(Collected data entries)
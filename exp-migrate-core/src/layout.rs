//! Canonical on-disk layout.
//!
//! ```text
//! <save_dir>/log/<key>/<timestamp>/info.log
//! <save_dir>/log/<key>/<timestamp>/info.log.backup
//! <save_dir>/log/<key>/<timestamp>/evaluation.json
//! <save_dir>/models/<key>/<timestamp>/config.json
//! <save_dir>/models/<key>/<timestamp>/model_best.pth
//! <save_dir>/models/<key>/<timestamp>/checkpoint-epoch<N>.pth
//! ```

use std::path::PathBuf;

pub const LOG_FILE: &str = "info.log";
pub const BACKUP_SUFFIX: &str = ".backup";
pub const EVALUATION_MARKER: &str = "evaluation.json";
pub const CONFIG_FILE: &str = "config.json";
pub const BEST_MODEL_FILE: &str = "model_best.pth";

/// File name of the checkpoint saved at `epoch`.
pub fn epoch_checkpoint_name(epoch: u32) -> String {
    format!("checkpoint-epoch{epoch}.pth")
}

#[derive(Debug, Clone)]
pub struct CanonicalLayout {
    root: PathBuf,
}

impl CanonicalLayout {
    pub fn new(root: impl Into<PathBuf>) -> Self {
        Self { root: root.into() }
    }

    pub fn run(&self, key: &str, timestamp: &str) -> RunPaths {
        RunPaths {
            log_dir: self.root.join("log").join(key).join(timestamp),
            models_dir: self.root.join("models").join(key).join(timestamp),
        }
    }
}

/// Paths of one experiment run inside the canonical tree.
#[derive(Debug, Clone, PartialEq, Eq)]
pub struct RunPaths {
    pub log_dir: PathBuf,
    pub models_dir: PathBuf,
}

impl RunPaths {
    pub fn log_file(&self) -> PathBuf {
        self.log_dir.join(LOG_FILE)
    }

    pub fn backup_log(&self) -> PathBuf {
        self.log_dir.join(format!("{LOG_FILE}{BACKUP_SUFFIX}"))
    }

    pub fn evaluation_marker(&self) -> PathBuf {
        self.log_dir.join(EVALUATION_MARKER)
    }

    pub fn config(&self) -> PathBuf {
        self.models_dir.join(CONFIG_FILE)
    }

    pub fn best_model(&self) -> PathBuf {
        self.models_dir.join(BEST_MODEL_FILE)
    }

    pub fn epoch_checkpoint(&self, epoch: u32) -> PathBuf {
        self.models_dir.join(epoch_checkpoint_name(epoch))
    }
}
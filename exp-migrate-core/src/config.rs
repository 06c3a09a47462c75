//! Configuration for exp-migrate.
//!
//! Uses `figment` for layered configuration: defaults -> config file -> environment.
//! CLI flags are applied on top by the binary. The config file is
//! `exp-migrate.toml` in the working directory unless an explicit path is given.

use crate::error::{MigrateError, Result};
use figment::{
    Figment,
    providers::{Env, Format, Serialized, Toml},
};
use serde::{Deserialize, Deserializer, Serialize};
use std::path::{Path, PathBuf};

/// Name of the workspace-level config file.
pub const CONFIG_FILE_NAME: &str = "exp-migrate.toml";

/// Prefix for environment overrides (`EXP_MIGRATE_PATHS__SAVE_DIR`, ...).
pub const ENV_PREFIX: &str = "EXP_MIGRATE_";

/// Top-level configuration.
#[derive(Debug, Clone, Default, Serialize, Deserialize)]
pub struct MigrateConfig {
    #[serde(default)]
    pub paths: PathsConfig,
    #[serde(default)]
    pub event_stream: EventStreamConfig,
    #[serde(default)]
    pub normalizer: NormalizerConfig,
    #[serde(default)]
    pub evaluation: EvaluationConfig,
}

/// Input manifests and the canonical output root.
#[derive(Debug, Clone, Serialize, Deserialize)]
pub struct PathsConfig {
    /// Root of the canonical `log/` and `models/` trees.
    #[serde(default = "default_save_dir")]
    pub save_dir: PathBuf,
    /// Experiments recorded with event-stream files (`modernize`).
    #[serde(default = "default_deprecated_experiments")]
    pub deprecated_experiments: PathBuf,
    /// Experiments recorded with the older text log format (`standardize`).
    #[serde(default = "default_non_standard_experiments")]
    pub non_standard_experiments: PathBuf,
    /// Experiment name -> `{timestamp, epoch}` map.
    #[serde(default = "default_checkpoints")]
    pub checkpoints: PathBuf,
}

impl Default for PathsConfig {
    fn default() -> Self {
        Self {
            save_dir: default_save_dir(),
            deprecated_experiments: default_deprecated_experiments(),
            non_standard_experiments: default_non_standard_experiments(),
            checkpoints: default_checkpoints(),
        }
    }
}

fn default_save_dir() -> PathBuf {
    PathBuf::from("data/saved")
}

fn default_deprecated_experiments() -> PathBuf {
    PathBuf::from("misc/experiments-deprecated.json")
}

fn default_non_standard_experiments() -> PathBuf {
    PathBuf::from("misc/experiments-non-standard.json")
}

fn default_checkpoints() -> PathBuf {
    PathBuf::from("misc/server-checkpoints.json")
}

/// Event-stream decoding limits and subsampling policy.
#[derive(Debug, Clone, Serialize, Deserialize)]
pub struct EventStreamConfig {
    /// File name prefix used to locate the stream inside a run directory.
    #[serde(default = "default_file_prefix")]
    pub file_prefix: String,
    /// Maximum number of records read from one stream.
    #[serde(default = "default_record_limit")]
    pub record_limit: usize,
    /// The dominant metric is only emitted on steps that are multiples of this.
    #[serde(default = "default_subsample_every")]
    pub subsample_every: i64,
    /// Tag of the high-frequency metric that gets subsampled.
    #[serde(default = "default_dominant_tag")]
    pub dominant_tag: String,
}

impl Default for EventStreamConfig {
    fn default() -> Self {
        Self {
            file_prefix: default_file_prefix(),
            record_limit: default_record_limit(),
            subsample_every: default_subsample_every(),
            dominant_tag: default_dominant_tag(),
        }
    }
}

fn default_file_prefix() -> String {
    "events.out.tfevents.".to_string()
}

fn default_record_limit() -> usize {
    1000
}

fn default_subsample_every() -> i64 {
    2000
}

fn default_dominant_tag() -> String {
    "train/loss".to_string()
}

/// Markers used to truncate legacy text logs.
#[derive(Debug, Clone, Serialize, Deserialize)]
pub struct NormalizerConfig {
    /// Token that must share the line with the checkpoint file name.
    #[serde(default = "default_context_marker")]
    pub context_marker: String,
    /// A line containing this right after the checkpoint line is kept.
    #[serde(default = "default_timing_marker")]
    pub timing_marker: String,
}

impl Default for NormalizerConfig {
    fn default() -> Self {
        Self {
            context_marker: default_context_marker(),
            timing_marker: default_timing_marker(),
        }
    }
}

fn default_context_marker() -> String {
    "trainer".to_string()
}

fn default_timing_marker() -> String {
    "Training took".to_string()
}

/// External evaluation routine.
#[derive(Debug, Clone, Serialize, Deserialize)]
pub struct EvaluationConfig {
    /// Disable to stop each experiment once its log is written.
    #[serde(default = "default_true")]
    pub enabled: bool,
    /// Program to execute.
    #[serde(default = "default_program")]
    pub program: String,
    /// Leading arguments, before the generated `--config`/`--resume` flags.
    #[serde(default = "default_program_args")]
    pub args: Vec<String>,
    /// Value passed as `--device`.
    #[serde(default = "default_device", deserialize_with = "deserialize_device")]
    pub device: String,
    /// Exported as `CUDA_VISIBLE_DEVICES` to the evaluator when set.
    #[serde(default, deserialize_with = "deserialize_visible_devices")]
    pub visible_devices: Option<String>,
    /// Run the reduced evaluation split.
    #[serde(default = "default_true")]
    pub mini_eval: bool,
    /// Directory the evaluator is started in (defaults to the current one).
    #[serde(default)]
    pub working_dir: Option<PathBuf>,
    /// Per-experiment evaluation timeout (seconds).
    #[serde(default = "default_eval_timeout")]
    pub timeout_secs: u64,
}

impl Default for EvaluationConfig {
    fn default() -> Self {
        Self {
            enabled: true,
            program: default_program(),
            args: default_program_args(),
            device: default_device(),
            visible_devices: None,
            mini_eval: true,
            working_dir: None,
            timeout_secs: default_eval_timeout(),
        }
    }
}

fn default_true() -> bool {
    true
}

fn default_program() -> String {
    "python3".to_string()
}

fn default_program_args() -> Vec<String> {
    vec!["test_matching.py".to_string()]
}

fn default_device() -> String {
    "0".to_string()
}

fn default_eval_timeout() -> u64 {
    3600
}

// A lone GPU index from the environment (`..__VISIBLE_DEVICES=2`) arrives as a
// number; lists like "2,3" stay strings.
#[derive(Deserialize)]
#[serde(untagged)]
enum DeviceSelector {
    Index(u64),
    List(String),
}

impl From<DeviceSelector> for String {
    fn from(selector: DeviceSelector) -> Self {
        match selector {
            DeviceSelector::Index(i) => i.to_string(),
            DeviceSelector::List(s) => s,
        }
    }
}

fn deserialize_device<'de, D: Deserializer<'de>>(
    deserializer: D,
) -> std::result::Result<String, D::Error> {
    DeviceSelector::deserialize(deserializer).map(String::from)
}

fn deserialize_visible_devices<'de, D: Deserializer<'de>>(
    deserializer: D,
) -> std::result::Result<Option<String>, D::Error> {
    Ok(Option::<DeviceSelector>::deserialize(deserializer)?.map(String::from))
}

impl MigrateConfig {
    /// Reject values that would make a pipeline silently misbehave.
    pub fn validate(&self) -> Result<()> {
        if self.event_stream.record_limit == 0 {
            return Err(MigrateError::config("event_stream.record_limit must be > 0"));
        }
        if self.event_stream.subsample_every <= 0 {
            return Err(MigrateError::config(
                "event_stream.subsample_every must be > 0",
            ));
        }
        if self.normalizer.context_marker.is_empty() {
            return Err(MigrateError::config("normalizer.context_marker is empty"));
        }
        if self.evaluation.enabled && self.evaluation.program.trim().is_empty() {
            return Err(MigrateError::config("evaluation.program is empty"));
        }
        Ok(())
    }
}

/// Load configuration from layered sources.
///
/// Priority (highest to lowest):
/// 1. Environment variables (prefixed with `EXP_MIGRATE_`, `__` separates sections)
/// 2. `explicit` config file, or `<workspace>/exp-migrate.toml` when none is given
/// 3. Built-in defaults
pub fn load_config(
    workspace: Option<&Path>,
    explicit: Option<&Path>,
) -> std::result::Result<MigrateConfig, Box<figment::Error>> {
    let mut figment = Figment::from(Serialized::defaults(MigrateConfig::default()));

    match (explicit, workspace) {
        (Some(path), _) => figment = figment.merge(Toml::file(path)),
        (None, Some(ws)) => {
            let ws_config = ws.join(CONFIG_FILE_NAME);
            if ws_config.exists() {
                figment = figment.merge(Toml::file(&ws_config));
            }
        }
        (None, None) => {}
    }

    figment = figment.merge(Env::prefixed(ENV_PREFIX).split("__"));

    figment.extract().map_err(Box::new)
}

#[cfg(test)]
mod tests {
    use super::*;

    #[test]
    fn test_default_config() {
        let config = MigrateConfig::default();
        assert_eq!(config.paths.save_dir, PathBuf::from("data/saved"));
        assert_eq!(config.event_stream.record_limit, 1000);
        assert_eq!(config.event_stream.subsample_every, 2000);
        assert_eq!(config.event_stream.dominant_tag, "train/loss");
        assert_eq!(config.normalizer.context_marker, "trainer");
        assert_eq!(config.normalizer.timing_marker, "Training took");
        assert!(config.evaluation.enabled);
        assert!(config.evaluation.mini_eval);
        assert!(config.validate().is_ok());
    }

    #[test]
    fn test_load_config_defaults() {
        figment::Jail::expect_with(|jail| {
            let config = load_config(Some(jail.directory()), None).map_err(|e| *e)?;
            assert_eq!(
                config.paths.checkpoints,
                PathBuf::from("misc/server-checkpoints.json")
            );
            assert_eq!(config.evaluation.visible_devices, None);
            Ok(())
        });
    }

    #[test]
    fn test_load_config_from_workspace() {
        figment::Jail::expect_with(|jail| {
            jail.create_file(
                CONFIG_FILE_NAME,
                r#"
[paths]
save_dir = "/archive/saved"

[event_stream]
record_limit = 50

[evaluation]
program = "/opt/venv/bin/python"
args = ["-m", "eval.matching"]
device = 3
"#,
            )?;

            let config = load_config(Some(jail.directory()), None).map_err(|e| *e)?;
            assert_eq!(config.paths.save_dir, PathBuf::from("/archive/saved"));
            assert_eq!(config.event_stream.record_limit, 50);
            // Unset keys keep their defaults.
            assert_eq!(config.event_stream.subsample_every, 2000);
            assert_eq!(config.evaluation.args, vec!["-m", "eval.matching"]);
            assert_eq!(config.evaluation.device, "3");
            Ok(())
        });
    }

    #[test]
    fn test_env_overrides_file() {
        figment::Jail::expect_with(|jail| {
            jail.create_file(
                CONFIG_FILE_NAME,
                "[paths]\nsave_dir = \"/from/file\"\n\n[evaluation]\ndevice = \"1\"\n",
            )?;
            jail.set_env("EXP_MIGRATE_PATHS__SAVE_DIR", "/from/env");
            jail.set_env("EXP_MIGRATE_EVALUATION__DEVICE", "3");
            jail.set_env("EXP_MIGRATE_EVALUATION__VISIBLE_DEVICES", "2");
            jail.set_env("EXP_MIGRATE_EVENT_STREAM__RECORD_LIMIT", "250");

            let config = load_config(Some(jail.directory()), None).map_err(|e| *e)?;
            assert_eq!(config.paths.save_dir, PathBuf::from("/from/env"));
            assert_eq!(config.evaluation.device, "3");
            assert_eq!(config.evaluation.visible_devices.as_deref(), Some("2"));
            assert_eq!(config.event_stream.record_limit, 250);
            Ok(())
        });
    }

    #[test]
    fn test_env_device_list_stays_text() {
        figment::Jail::expect_with(|jail| {
            jail.set_env("EXP_MIGRATE_EVALUATION__VISIBLE_DEVICES", "2,3");
            let config = load_config(Some(jail.directory()), None).map_err(|e| *e)?;
            assert_eq!(config.evaluation.visible_devices.as_deref(), Some("2,3"));
            assert_eq!(config.evaluation.device, "0");
            Ok(())
        });
    }

    #[test]
    fn test_explicit_config_wins_over_workspace() {
        figment::Jail::expect_with(|jail| {
            jail.create_file(CONFIG_FILE_NAME, "[normalizer]\ncontext_marker = \"workspace\"\n")?;
            jail.create_file("other.toml", "[normalizer]\ncontext_marker = \"explicit\"\n")?;
            let explicit = jail.directory().join("other.toml");

            let config =
                load_config(Some(jail.directory()), Some(&explicit)).map_err(|e| *e)?;
            assert_eq!(config.normalizer.context_marker, "explicit");
            Ok(())
        });
    }

    #[test]
    fn test_validate_rejects_zero_limits() {
        let mut config = MigrateConfig::default();
        config.event_stream.record_limit = 0;
        assert!(matches!(config.validate(), Err(MigrateError::Config(_))));

        let mut config = MigrateConfig::default();
        config.event_stream.subsample_every = 0;
        assert!(config.validate().is_err());
    }

    #[test]
    fn test_validate_ignores_program_when_disabled() {
        let mut config = MigrateConfig::default();
        config.evaluation.program = String::new();
        assert!(config.validate().is_err());
        config.evaluation.enabled = false;
        assert!(config.validate().is_ok());
    }
}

• What is expected:
There is a line with "fn default_program() ->" and a line with "-> std::result::Result<MigrateConfig, Box<figment::Error>>" above. Copy exactly those two lines and all lines between them, with nothing else.

• Exercise output:
fn default_program() -> String {
    "python3".to_string()
}

fn default_program_args() -> Vec<String> {
    vec!["test_matching.py".to_string()]
}

fn default_device() -> String {
    "0".to_string()
}

fn default_eval_timeout() -> u64 {
    3600
}

// A lone GPU index from the environment (`..__VISIBLE_DEVICES=2`) arrives as a
// number; lists like "2,3" stay strings.
#[derive(Deserialize)]
#[serde(untagged)]
enum DeviceSelector {
    Index(u64),
    List(String),
}

impl From<DeviceSelector> for String {
    fn from(selector: DeviceSelector) -> Self {
        match selector {
            DeviceSelector::Index(i) => i.to_string(),
            DeviceSelector::List(s) => s,
        }
    }
}

fn deserialize_device<'de, D: Deserializer<'de>>(
    deserializer: D,
) -> std::result::Result<String, D::Error> {
    DeviceSelector::deserialize(deserializer).map(String::from)
}

fn deserialize_visible_devices<'de, D: Deserializer<'de>>(
    deserializer: D,
) -> std::result::Result<Option<String>, D::Error> {
    Ok(Option::<DeviceSelector>::deserialize(deserializer)?.map(String::from))
}

impl MigrateConfig {
    /// Reject values that would make a pipeline silently misbehave.
    pub fn validate(&self) -> Result<()> {
        if self.event_stream.record_limit == 0 {
            return Err(MigrateError::config("event_stream.record_limit must be > 0"));
        }
        if self.event_stream.subsample_every <= 0 {
            return Err(MigrateError::config(
                "event_stream.subsample_every must be > 0",
            ));
        }
        if self.normalizer.context_marker.is_empty() {
            return Err(MigrateError::config("normalizer.context_marker is empty"));
        }
        if self.evaluation.enabled && self.evaluation.program.trim().is_empty() {
            return Err(MigrateError::config("evaluation.program is empty"));
        }
        Ok(())
    }
}

/// Load configuration from layered sources.
///
/// Priority (highest to lowest):
/// 1. Environment variables (prefixed with `EXP_MIGRATE_`, `__` separates sections)
/// 2. `explicit` config file, or `<workspace>/exp-migrate.toml` when none is given
/// 3. Built-in defaults
pub fn load_config(
    workspace: Option<&Path>,
    explicit: Option<&Path>,
) -> std::result::Result<MigrateConfig, Box<figment::Error>> {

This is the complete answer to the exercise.